Compute the number of lines in the following data that include the word "SecurityStaticInfo", and output that number alone.

(Exercise material):
*-*-*
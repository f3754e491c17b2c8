use std::path::PathBuf;
use std::process::ExitCode;

use anyhow::Result;
use clap::{Parser, Subcommand};

use devup::config::SupervisorConfig;
use devup::reclaim::PortReclaimer;
use devup::supervisor::Supervisor;

#[derive(Parser, Debug)]
#[command(
    name = "devup",
    version,
    about = "Development environment supervisor: frees service ports, starts the dev servers, and stops them together on Ctrl-C."
)]
struct Cli {
    /// Raise log output to debug level
    #[arg(short, long, global = true)]
    verbose: bool,

    #[command(subcommand)]
    command: Option<Commands>,
}

#[derive(Subcommand, Debug)]
enum Commands {
    /// Reclaim ports and launch every configured service (the default)
    Up {
        /// Config file path (defaults to ./devup.yaml when present)
        #[arg(short, long)]
        config: Option<PathBuf>,
    },

    /// Reclaim ports without launching anything
    Reclaim {
        /// Ports to reclaim; configured service ports when omitted
        ports: Vec<u16>,

        #[arg(short, long)]
        config: Option<PathBuf>,
    },

    /// Print the effective configuration as YAML
    Config {
        #[arg(short, long)]
        config: Option<PathBuf>,
    },
}

#[tokio::main]
async fn main() -> ExitCode {
    let cli = Cli::parse();

    if let Err(err) = devup::logging::init(cli.verbose) {
        eprintln!("failed to initialize logging: {err}");
        return ExitCode::from(1);
    }

    let command = cli.command.unwrap_or(Commands::Up { config: None });
    match run(command).await {
        Ok(()) => ExitCode::from(0),
        Err(err) => {
            eprintln!("{err:#}");
            ExitCode::from(1)
        }
    }
}

async fn run(command: Commands) -> Result<()> {
    match command {
        Commands::Up { config } => {
            let config = SupervisorConfig::load(config.as_deref())?;
            Supervisor::new(config).run().await?;
            Ok(())
        }
        Commands::Reclaim { ports, config } => {
            let ports = if ports.is_empty() {
                SupervisorConfig::load(config.as_deref())?.ports()
            } else {
                ports
            };
            let reclaimer = PortReclaimer::default();
            for port in ports {
                let issued = reclaimer.reclaim(port);
                println!("port {port}: {issued} kill request(s) issued");
            }
            Ok(())
        }
        Commands::Config { config } => {
            let config = SupervisorConfig::load(config.as_deref())?;
            print!("{}", serde_yaml::to_string(&config)?);
            Ok(())
        }
    }
}
//! LongPort OpenAPI quote client
//!
//! Wraps the official SDK's `QuoteContext`. Credentials come from
//! `LONGPORT_APP_KEY`, `LONGPORT_APP_SECRET` and `LONGPORT_ACCESS_TOKEN`; all
//! three are required and construction fails before connecting when one is
//! missing. `LONGPORT_HTTP_URL` and `LONGPORT_QUOTE_WS_URL` override the
//! endpoints, e.g. for a test environment.
//!
//! Static info is handed on as the SDK's `Debug` rendering
//! (`SecurityStaticInfo { symbol: "700.HK", .. }`), the loose text that
//! [`crate::coerce`] repairs.

use super::{MarketDataSource, Quote};
use crate::error::{MarketError, Result};
use crate::symbols::Symbol;
use async_trait::async_trait;
use chrono::{DateTime, Utc};
use longport::quote::QuoteContext;
use rust_decimal::Decimal;
use rust_decimal::prelude::ToPrimitive;
use std::fmt;
use std::sync::Arc;
use tracing::{debug, info, instrument};

/// Connection settings for [`LongPortClient`]
#[derive(Clone)]
pub struct LongPortConfig {
    pub app_key: String,
    pub app_secret: String,
    pub access_token: String,
    pub http_url: Option<String>,
    pub quote_ws_url: Option<String>,
}

impl fmt::Debug for LongPortConfig {
    fn fmt(&self, f: &mut fmt::Formatter<'_>) -> fmt::Result {
        f.debug_struct("LongPortConfig")
            .field("app_key", &self.app_key)
            .field("app_secret", &"<redacted>")
            .field("access_token", &"<redacted>")
            .field("http_url", &self.http_url)
            .field("quote_ws_url", &self.quote_ws_url)
            .finish()
    }
}

impl LongPortConfig {
    pub fn new(
        app_key: impl Into<String>,
        app_secret: impl Into<String>,
        access_token: impl Into<String>,
    ) -> Self {
        Self {
            app_key: app_key.into(),
            app_secret: app_secret.into(),
            access_token: access_token.into(),
            http_url: None,
            quote_ws_url: None,
        }
    }

    /// Read the configuration from the process environment
    pub fn from_env() -> Result<Self> {
        Self::from_lookup(|name| std::env::var(name).ok())
    }

    /// Read the configuration through `lookup`, which maps a variable name to
    /// its value
    pub fn from_lookup<F>(lookup: F) -> Result<Self>
    where
        F: Fn(&str) -> Option<String>,
    {
        let non_empty = |name: &str| lookup(name).filter(|value| !value.trim().is_empty());
        let require = |name: &str| {
            non_empty(name).ok_or_else(|| MarketError::ConfigError(format!("{name} must be set")))
        };

        let mut config = Self::new(
            require("LONGPORT_APP_KEY")?,
            require("LONGPORT_APP_SECRET")?,
            require("LONGPORT_ACCESS_TOKEN")?,
        );
        if let Some(url) = non_empty("LONGPORT_HTTP_URL") {
            config = config.with_http_url(url);
        }
        if let Some(url) = non_empty("LONGPORT_QUOTE_WS_URL") {
            config = config.with_quote_ws_url(url);
        }
        Ok(config)
    }

    pub fn with_http_url(mut self, url: impl Into<String>) -> Self {
        self.http_url = Some(url.into());
        self
    }

    pub fn with_quote_ws_url(mut self, url: impl Into<String>) -> Self {
        self.quote_ws_url = Some(url.into());
        self
    }

    /// Build the SDK configuration; the SDK signs every request with the
    /// app secret
    pub fn to_sdk(&self) -> longport::Config {
        let mut config = longport::Config::new(
            self.app_key.clone(),
            self.app_secret.clone(),
            self.access_token.clone(),
        );
        if let Some(url) = &self.http_url {
            config = config.http_url(url.clone());
        }
        if let Some(url) = &self.quote_ws_url {
            config = config.quote_ws_url(url.clone());
        }
        config
    }
}

/// Quote client backed by a LongPort `QuoteContext`
#[derive(Clone)]
pub struct LongPortClient {
    ctx: QuoteContext,
}

impl LongPortClient {
    /// Open a quote session
    ///
    /// Push events are not subscribed to, so the SDK's event receiver is
    /// dropped.
    pub async fn connect(config: &LongPortConfig) -> Result<Self> {
        let (ctx, _events) = QuoteContext::try_new(Arc::new(config.to_sdk())).await?;
        info!(
            http_url = config.http_url.as_deref().unwrap_or("default"),
            "LongPort quote session opened"
        );
        Ok(Self { ctx })
    }

    pub async fn from_env() -> Result<Self> {
        Self::connect(&LongPortConfig::from_env()?).await
    }
}

fn provider_symbols(symbols: &[Symbol]) -> Vec<String> {
    symbols.iter().map(Symbol::provider_symbol).collect()
}

/// `Debug` text of each record, the form the coercer accepts
pub fn render_records<T: fmt::Debug>(records: &[T]) -> Vec<String> {
    records.iter().map(|record| format!("{record:?}")).collect()
}

/// Build a [`Quote`] from the SDK's decimal price and unix timestamp
pub fn to_quote(
    symbol: impl Into<String>,
    last_done: Decimal,
    unix_seconds: i64,
    nanos: u32,
) -> Result<Quote> {
    let symbol = symbol.into();
    let last_price = last_done.to_f64().ok_or_else(|| {
        MarketError::ApiError(format!("{symbol}: price {last_done} is not representable"))
    })?;
    let timestamp: DateTime<Utc> = DateTime::from_timestamp(unix_seconds, nanos)
        .ok_or_else(|| {
            MarketError::ApiError(format!("{symbol}: timestamp {unix_seconds} out of range"))
        })?;
    Ok(Quote {
        symbol,
        last_price,
        timestamp,
    })
}

#[async_trait]
impl MarketDataSource for LongPortClient {
    #[instrument(skip(self, symbols), fields(count = symbols.len()))]
    async fn static_info(&self, symbols: &[Symbol]) -> Result<Vec<String>> {
        let infos = self.ctx.static_info(provider_symbols(symbols)).await?;
        debug!(records = infos.len(), "received static info");
        Ok(render_records(&infos))
    }

    #[instrument(skip(self, symbols), fields(count = symbols.len()))]
    async fn quotes(&self, symbols: &[Symbol]) -> Result<Vec<Quote>> {
        let snapshots = self.ctx.quote(provider_symbols(symbols)).await?;
        debug!(quotes = snapshots.len(), "received quotes");
        snapshots
            .into_iter()
            .map(|q| {
                to_quote(
                    q.symbol,
                    q.last_done,
                    q.timestamp.unix_timestamp(),
                    q.timestamp.nanosecond(),
                )
            })
            .collect()
    }

    fn name(&self) -> &str {
        "longport"
    }
}

#[cfg(test)]
mod tests {
    use super::*;
    use std::collections::HashMap;

    fn lookup(vars: &[(&str, &str)]) -> impl Fn(&str) -> Option<String> {
        let map: HashMap<String, String> = vars
            .iter()
            .map(|(k, v)| ((*k).to_string(), (*v).to_string()))
            .collect();
        move |name| map.get(name).cloned()
    }

    #[test]
    fn test_missing_credentials() {
        let err = LongPortConfig::from_lookup(lookup(&[
            ("LONGPORT_APP_KEY", "key"),
            ("LONGPORT_ACCESS_TOKEN", "token"),
        ]))
        .unwrap_err();
        assert_eq!(
            err.to_string(),
            "Configuration error: LONGPORT_APP_SECRET must be set"
        );

        let err = LongPortConfig::from_lookup(lookup(&[
            ("LONGPORT_APP_KEY", "key"),
            ("LONGPORT_APP_SECRET", "  "),
            ("LONGPORT_ACCESS_TOKEN", "token"),
        ]))
        .unwrap_err();
        assert!(matches!(err, MarketError::ConfigError(_)));
    }

    #[test]
    fn test_endpoint_overrides() {
        let config = LongPortConfig::from_lookup(lookup(&[
            ("LONGPORT_APP_KEY", "key"),
            ("LONGPORT_APP_SECRET", "secret"),
            ("LONGPORT_ACCESS_TOKEN", "token"),
            ("LONGPORT_HTTP_URL", "https://openapi.example.test"),
            ("LONGPORT_QUOTE_WS_URL", "wss://quote.example.test"),
        ]))
        .unwrap();
        assert_eq!(config.app_secret, "secret");
        assert_eq!(
            config.http_url.as_deref(),
            Some("https://openapi.example.test")
        );
        assert_eq!(
            config.quote_ws_url.as_deref(),
            Some("wss://quote.example.test")
        );

        let default = LongPortConfig::new("k", "s", "t");
        assert!(default.http_url.is_none());
        assert!(default.quote_ws_url.is_none());
    }

    #[test]
    fn test_debug_hides_secrets() {
        let shown = format!("{:?}", LongPortConfig::new("key", "secret", "token"));
        assert!(shown.contains("key"));
        assert!(!shown.contains("secret\""));
        assert!(!shown.contains("token\""));
    }

    #[test]
    fn test_provider_symbols() {
        let symbols: Vec<Symbol> = vec!["HK.00700".parse().unwrap(), "US.AAPL".parse().unwrap()];
        assert_eq!(provider_symbols(&symbols), vec!["700.HK", "AAPL.US"]);
    }

    #[derive(Debug)]
    #[allow(dead_code)]
    struct SecurityStaticInfo {
        symbol: String,
        board: Vec<&'static str>,
    }

    #[test]
    fn test_render_records_is_coercible() {
        let records = render_records(&[SecurityStaticInfo {
            symbol: "700.HK".to_string(),
            board: vec!["HKEquity"],
        }]);
        assert_eq!(
            records[0],
            r#"SecurityStaticInfo { symbol: "700.HK", board: ["HKEquity"] }"#
        );

        let values = crate::coerce::coerce_records(&records).unwrap();
        assert_eq!(values[0]["symbol"], "700.HK");
        assert_eq!(values[0]["board"][0], "HKEquity");
    }

    #[test]
    fn test_to_quote() {
        let quote = to_quote("700.HK", Decimal::new(321_400, 3), 1_704_164_645, 0).unwrap();
        assert_eq!(quote.symbol, "700.HK");
        assert!((quote.last_price - 321.4).abs() < f64::EPSILON);
        assert_eq!(quote.timestamp.timestamp(), 1_704_164_645);

        assert!(to_quote("700.HK", Decimal::ONE, i64::MAX, 0).is_err());
    }
}
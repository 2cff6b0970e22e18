//! MiniJinja-backed prompt templates
//!
//! A [`JinjaTemplate`] holds one template body per [`Language`] and renders
//! the requested one, falling back to whichever variant exists.

use crate::{Language, PromptError, Result};
use minijinja::Environment;
use std::collections::HashMap;

/// A named prompt template with one Jinja body per language
///
/// Templates are rendered with `trim_blocks` and `lstrip_blocks` enabled so
/// block tags can sit on their own lines without leaking blank lines into
/// the prompt.
///
/// ```
/// use quote_prompt::{JinjaTemplate, Language};
/// use serde_json::json;
///
/// let template = JinjaTemplate::bilingual(
///     "greeting",
///     "Hello, {{ name }}!",
///     "你好，{{ name }}！",
/// ).unwrap();
///
/// let zh = template.render(Language::Chinese, &json!({ "name": "世界" })).unwrap();
/// assert_eq!(zh, "你好，世界！");
/// ```
pub struct JinjaTemplate {
    name: String,
    bodies: HashMap<Language, String>,
}

impl JinjaTemplate {
    /// Create a single-language template
    pub fn new(
        name: impl Into<String>,
        language: Language,
        body: impl Into<String>,
    ) -> Result<Self> {
        let mut bodies = HashMap::new();
        bodies.insert(language, body.into());
        Self::from_bodies(name.into(), bodies)
    }

    /// Create with English and Chinese bodies
    pub fn bilingual(
        name: impl Into<String>,
        english: impl Into<String>,
        chinese: impl Into<String>,
    ) -> Result<Self> {
        let mut bodies = HashMap::new();
        bodies.insert(Language::Chinese, chinese.into());
        bodies.insert(Language::English, english.into());
        Self::from_bodies(name.into(), bodies)
    }

    fn from_bodies(name: String, bodies: HashMap<Language, String>) -> Result<Self> {
        let env = environment();
        for (lang, body) in &bodies {
            env.template_from_str(body)
                .map_err(|e| PromptError::TemplateParseFailed {
                    name: name.clone(),
                    language: lang.code().to_string(),
                    detail: e.to_string(),
                })?;
        }
        Ok(Self { name, bodies })
    }

    /// Template name
    pub fn name(&self) -> &str {
        &self.name
    }

    /// Whether a body exists for `lang`
    pub fn supports(&self, lang: Language) -> bool {
        self.bodies.contains_key(&lang)
    }

    /// Render for `lang`, falling back to the first available language
    pub fn render(&self, lang: Language, vars: &serde_json::Value) -> Result<String> {
        let body = self
            .bodies
            .get(&lang)
            .or_else(|| Language::all().iter().find_map(|l| self.bodies.get(l)))
            .ok_or_else(|| PromptError::NoLanguageAvailable(self.name.clone()))?;

        environment()
            .render_str(body, minijinja::Value::from_serialize(vars))
            .map_err(|e| PromptError::RenderError {
                name: self.name.clone(),
                detail: e.to_string(),
            })
    }
}

impl std::fmt::Debug for JinjaTemplate {
    fn fmt(&self, f: &mut std::fmt::Formatter<'_>) -> std::fmt::Result {
        f.debug_struct("JinjaTemplate")
            .field("name", &self.name)
            .field("languages", &self.bodies.keys().collect::<Vec<_>>())
            .finish()
    }
}

fn environment() -> Environment<'static> {
    let mut env = Environment::new();
    env.set_trim_blocks(true);
    env.set_lstrip_blocks(true);
    env
}

#[cfg(test)]
mod tests {
    use super::*;
    use serde_json::json;

    #[test]
    fn test_bilingual_render() {
        let template =
            JinjaTemplate::bilingual("t", "Analyse {{ symbol }}", "分析 {{ symbol }}").unwrap();

        let zh = template
            .render(Language::Chinese, &json!({ "symbol": "HK.00700" }))
            .unwrap();
        assert_eq!(zh, "分析 HK.00700");

        let en = template
            .render(Language::English, &json!({ "symbol": "US.AAPL" }))
            .unwrap();
        assert_eq!(en, "Analyse US.AAPL");
    }

    #[test]
    fn test_fallback_to_available_language() {
        let template = JinjaTemplate::new("t", Language::English, "only english").unwrap();
        assert!(!template.supports(Language::Chinese));
        let result = template.render(Language::Chinese, &json!({})).unwrap();
        assert_eq!(result, "only english");
    }

    #[test]
    fn test_invalid_template_error() {
        let result = JinjaTemplate::new("t", Language::Chinese, "{{ unclosed");
        assert!(matches!(result, Err(PromptError::TemplateParseFailed { .. })));
    }

    #[test]
    fn test_loop_with_block_trimming() {
        let template = JinjaTemplate::new(
            "loop",
            Language::English,
            "{% for item in items %}\n- {{ item }}\n{% endfor %}\n",
        )
        .unwrap();

        let result = template
            .render(Language::English, &json!({ "items": ["one", "two"] }))
            .unwrap();
        assert_eq!(result, "- one\n- two\n");
    }

    #[test]
    fn test_debug() {
        let template = JinjaTemplate::bilingual("analysis", "a", "b").unwrap();
        let debug = format!("{template:?}");
        assert!(debug.contains("JinjaTemplate"));
        assert!(debug.contains("analysis"));
    }
}
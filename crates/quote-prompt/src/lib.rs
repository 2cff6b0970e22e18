//! Prompt construction for quote-brief
//!
//! Three ways to produce prompt text:
//!
//! - [`JinjaTemplate`]: named templates with Chinese and English bodies,
//!   rendered with MiniJinja
//! - [`PromptBuilder`]: line-oriented builder for sectioned prompts with
//!   `【heading】` blocks, bullet lists and keycap-numbered task lists
//! - `PromptLayers` (feature `file-loader`): YAML prompt files merged from
//!   foundation to scenario, with `{var}` substitution
//!
//! # Quick Start
//!
//! ```
//! use quote_prompt::{JinjaTemplate, Language, PromptBuilder};
//! use serde_json::json;
//!
//! let template = JinjaTemplate::bilingual(
//!     "analyst",
//!     "Analyze {{ symbol }}",
//!     "分析 {{ symbol }}",
//! ).unwrap();
//! let en = template.render(Language::English, &json!({ "symbol": "700.HK" })).unwrap();
//! assert_eq!(en, "Analyze 700.HK");
//!
//! let prompt = PromptBuilder::new()
//!     .line("Title")
//!     .blank_line()
//!     .heading("额外要求")
//!     .bullets(["Be brief"])
//!     .build();
//! assert_eq!(prompt, "Title\n\n【额外要求】\n- Be brief");
//! ```

mod builder;
mod error;
mod language;
mod template;

#[cfg(feature = "file-loader")]
mod layers;

pub use builder::PromptBuilder;
pub use error::{PromptError, Result};
pub use language::Language;
pub use template::JinjaTemplate;

#[cfg(feature = "file-loader")]
pub use layers::{LayeredPrompt, PromptLayers, RENDERED_KEYS, render_placeholders};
*-*-*
(Task solution): 4